Tentu tidak semua pertandingan sepak bola menarik perhatian. Sepak bola Indonesia, misalnya, kerap kali tidak menarik untuk disaksikan. Mengapa? Tentu saja banyak jawaban. Keterampilan pemain, ulah penonton, wasit yang kurang profesional, tawuran antarsuporter, dan sebagainya bisa saja menjadi penyebab.

Apa yang membuat sepak bola menarik sehingga orang rela mengeluarkan uang, berlelah-lelah, atau cuti bekerja untuk menyaksikan Piala Dunia? Salah satunya permainannya. Para pemain memeragakan keterampilan, kerja sama, dan sportifitas dalam sepak bola sehingga menjadi tontonan yang asyik dan menghibur.

Di sini agama perlu belajar dari sepak bola. Apakah kiprah para pemeluk agama telah menjadi tontonan yang asyik dan menghibur? Atau malah menghadirkan diri dalam sosok yang angker dan menakutkan? Dalam gambaran Alkitab, hal itulah yang terjadi pada gereja perdana. Penulis Kisah Para Rasul memberi kesimpulan ”mereka disukai semua orang” (Kis. 2:47). Umat perdana telah menghadirkan diri sebagai komunitas yang asyik dan menghibur.

Agar menjadi tontonan yang asyik dan menghibur agama perlu membina umatnya agar mampu memeragakan keterampilan, kerja sama, dan sprotifitas. Pada masanya, boleh dikatakan semua agama pernah menjadi tontonan yang asyik dan menghibur.  Umat yang tengah terpuruk oleh beban hidup seakan menemukan oasis lewat agama. Daya tarik itulah yang membentuk para pengikut yang kadang fanatis. Pada bagian ini, ada keserupaan dengan suporter sepak bola.

Namun, harus diakui, makin lama kemenarikan agama memudar. Yang muncul kemudian adalah berbagai aturan atau dogma yang kadang ketat dan menakutkan. Upaya ”menakut-nakuti” itu dilakukan agar orang tetap setia menghidupi agamanya.

Merefleksikan keadaan itu, almarhum Chrisye pernah dengan gundah mempertanyakan lewat syair lagunya: ”Jika surga dan neraka tak pernah ada, masihkah kau bersujud pada-Nya. Jika surga dan neraka tak pernah ada, masihkah kau menyebut nama-Nya”.

Pertanyaan Chrisye mengajak pemeluk agama memikirkan ulang hal apa yang dapat mereka lakukan untuk menyedot perhatian banyak orang dengan penuh kegembiraan. Menakut-nakuti umat, bagi Chrisye, bukanlah cara yang dapat dipertanggung jawabkan.

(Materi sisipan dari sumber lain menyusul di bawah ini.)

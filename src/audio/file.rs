use hound::WavReader;
use std::path::{Path, PathBuf};
use std::time::Duration;
use tokio::sync::mpsc;
use tokio::task::JoinHandle;
use tracing::{info, warn};

use super::backend::{AudioBackend, AudioBackendConfig, AudioFrame};
use crate::error::ChatError;

/// A decoded WAV file
pub struct AudioFile {
    pub path: String,
    pub duration_seconds: f64,
    pub sample_rate: u32,
    pub channels: u16,
    pub samples: Vec<i16>,
}

impl AudioFile {
    pub fn open(path: impl AsRef<Path>) -> Result<Self, ChatError> {
        let path = path.as_ref();
        info!("Opening audio file: {}", path.display());

        let reader = WavReader::open(path).map_err(|e| {
            ChatError::Permission(format!("cannot open {}: {}", path.display(), e))
        })?;

        let spec = reader.spec();
        let samples: Vec<i16> = reader
            .into_samples::<i16>()
            .collect::<Result<Vec<_>, _>>()
            .map_err(|e| {
                ChatError::Permission(format!("cannot read {}: {}", path.display(), e))
            })?;

        let duration_seconds =
            samples.len() as f64 / (spec.sample_rate as f64 * spec.channels as f64);

        info!(
            "Audio file loaded: {:.1}s, {}Hz, {} channels, {} samples",
            duration_seconds,
            spec.sample_rate,
            spec.channels,
            samples.len()
        );

        Ok(Self {
            path: path.display().to_string(),
            duration_seconds,
            sample_rate: spec.sample_rate,
            channels: spec.channels,
            samples,
        })
    }

    /// Split the file into frames of `frame_ms` each
    pub fn frames(&self, frame_ms: u64) -> Vec<AudioFrame> {
        let per_frame = (self.sample_rate as u64 * frame_ms / 1000) as usize
            * self.channels.max(1) as usize;
        if per_frame == 0 {
            return Vec::new();
        }

        self.samples
            .chunks(per_frame)
            .enumerate()
            .map(|(i, chunk)| AudioFrame {
                samples: chunk.to_vec(),
                sample_rate: self.sample_rate,
                channels: self.channels,
                timestamp_ms: i as u64 * frame_ms,
            })
            .collect()
    }
}

/// Backend that replays a WAV file in real time.
///
/// Stands in for a microphone on hosts without a capture integration and
/// in demos. Opening the file happens on `start`, so a missing file is
/// reported the same way as a denied device.
pub struct FileBackend {
    path: PathBuf,
    config: AudioBackendConfig,
    task: Option<JoinHandle<()>>,
}

impl FileBackend {
    pub fn new(path: PathBuf, config: AudioBackendConfig) -> Self {
        Self {
            path,
            config,
            task: None,
        }
    }
}

#[async_trait::async_trait]
impl AudioBackend for FileBackend {
    async fn start(&mut self) -> Result<mpsc::Receiver<AudioFrame>, ChatError> {
        if self.task.is_some() {
            return Err(ChatError::Permission("already capturing".to_string()));
        }

        let audio = AudioFile::open(&self.path)?;
        let frame_ms = self.config.buffer_duration_ms.max(1);
        let frames = audio.frames(frame_ms);

        info!(
            "Replaying {} as capture ({} frames of {}ms)",
            audio.path,
            frames.len(),
            frame_ms
        );

        let (tx, rx) = mpsc::channel(100);
        self.task = Some(tokio::spawn(async move {
            let mut ticker = tokio::time::interval(Duration::from_millis(frame_ms));
            for frame in frames {
                ticker.tick().await;
                if tx.send(frame).await.is_err() {
                    break;
                }
            }
        }));

        Ok(rx)
    }

    async fn stop(&mut self) -> Result<(), ChatError> {
        if let Some(task) = self.task.take() {
            task.abort();
            info!("File capture stopped: {}", self.path.display());
        }
        Ok(())
    }

    fn is_capturing(&self) -> bool {
        self.task.as_ref().is_some_and(|task| !task.is_finished())
    }

    fn name(&self) -> &str {
        "file"
    }
}

impl Drop for FileBackend {
    fn drop(&mut self) {
        if let Some(task) = self.task.take() {
            warn!("File backend dropped while capturing");
            task.abort();
        }
    }
}
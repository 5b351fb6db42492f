// Example: Chat against the in-process broker, no server needed
//
// Publishes text, injects a peer message and an echo of our own message,
// then sends an image if one is given.
//
// Usage: cargo run --example offline_chat -- --image ./photo.png

use anyhow::Result;
use clap::Parser;
use loqa_chat::audio::{AudioBackendConfig, AudioSource};
use loqa_chat::{event, ChatSession, MemoryBroker, RecordingSession, SessionConfig};
use std::path::PathBuf;
use std::time::Duration;
use tokio::time::sleep;
use tracing::{info, Level};

#[derive(Parser)]
#[command(name = "offline_chat")]
#[command(about = "Chat session over the in-process broker")]
struct Args {
    /// Image file to send
    #[arg(short, long)]
    image: Option<PathBuf>,
}

#[tokio::main(flavor = "current_thread")]
async fn main() -> Result<()> {
    tracing_subscriber::fmt().with_max_level(Level::DEBUG).init();

    let args = Args::parse();
    let broker = MemoryBroker::new();

    let (events_tx, events_rx) = event::channel();
    let transport = broker.connect(events_tx.clone())?;
    let recorder = RecordingSession::from_source(AudioSource::Microphone, AudioBackendConfig::default());
    let session = ChatSession::new(SessionConfig::for_client("mugil"), Box::new(transport), recorder, events_tx);
    let chat = session.handle();
    let task = tokio::spawn(session.run(events_rx));

    chat.send_text("hello").await?;
    broker.inject("chatroom.mugil", "hello"); // looks like our own echo
    broker.inject("chatroom.peer", "hello!");

    if let Some(image) = args.image {
        chat.submit(None, Some(image)).await?;
        sleep(Duration::from_millis(200)).await;
    }

    // Recording without a microphone backend is refused
    if let Err(e) = chat.start_recording().await {
        info!("Recording refused: {}", e);
    }

    let status = chat.status().await?;
    info!("Status: {}", serde_json::to_string(&status)?);

    chat.shutdown()?;
    let log = task.await?;
    for record in log.iter() {
        info!(
            "[{}] {} ({}): {} bytes",
            record.timestamp(),
            record.sender(),
            record.kind(),
            record.payload().len()
        );
    }

    Ok(())
}
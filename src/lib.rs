pub mod audio;
pub mod config;
pub mod encode;
pub mod error;
pub mod event;
pub mod http;
pub mod message;
pub mod publish;
pub mod recording;
pub mod session;
pub mod transport;

pub use audio::{
    AudioBackend, AudioBackendConfig, AudioBackendFactory, AudioClip, AudioFile, AudioFrame,
    AudioSource, FileBackend,
};
pub use config::Config;
pub use error::ChatError;
pub use event::{Command, EncodedMedia, Event};
pub use http::{create_router, AppState};
pub use message::{classify, should_suppress, EchoFingerprint, MessageKind, MessageLog, MessageRecord};
pub use recording::{RecordingSession, RecordingState};
pub use session::{ChatHandle, ChatSession, SessionConfig, SessionStatus, SubmitReceipt};
pub use transport::{MemoryBroker, MemoryTransport, NatsTransport, Transport};
use crate::session::ChatHandle;

/// Shared application state for HTTP handlers
#[derive(Clone)]
pub struct AppState {
    /// Handle to the running chat session
    pub chat: ChatHandle,
}

impl AppState {
    pub fn new(chat: ChatHandle) -> Self {
        Self { chat }
    }
}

Dalam sejarahnya, kekristenan pernah berulang kali menyedot perhatian khalayak ramai. Sebutlah Yohanes Chrisostomus  sebagai contoh. Bapa gereja yang disebut Si Mulut Emas itu pernah menarik perhatian warga masyarakat dengan khotbah-khotbahnya. Lewat kiprahnya banyak orang yang lebih gemar menghadiri ibadah untuk mendengarkan khotbah yang dilayani Chrisostomus, daripada menonton pertandingan di stadion.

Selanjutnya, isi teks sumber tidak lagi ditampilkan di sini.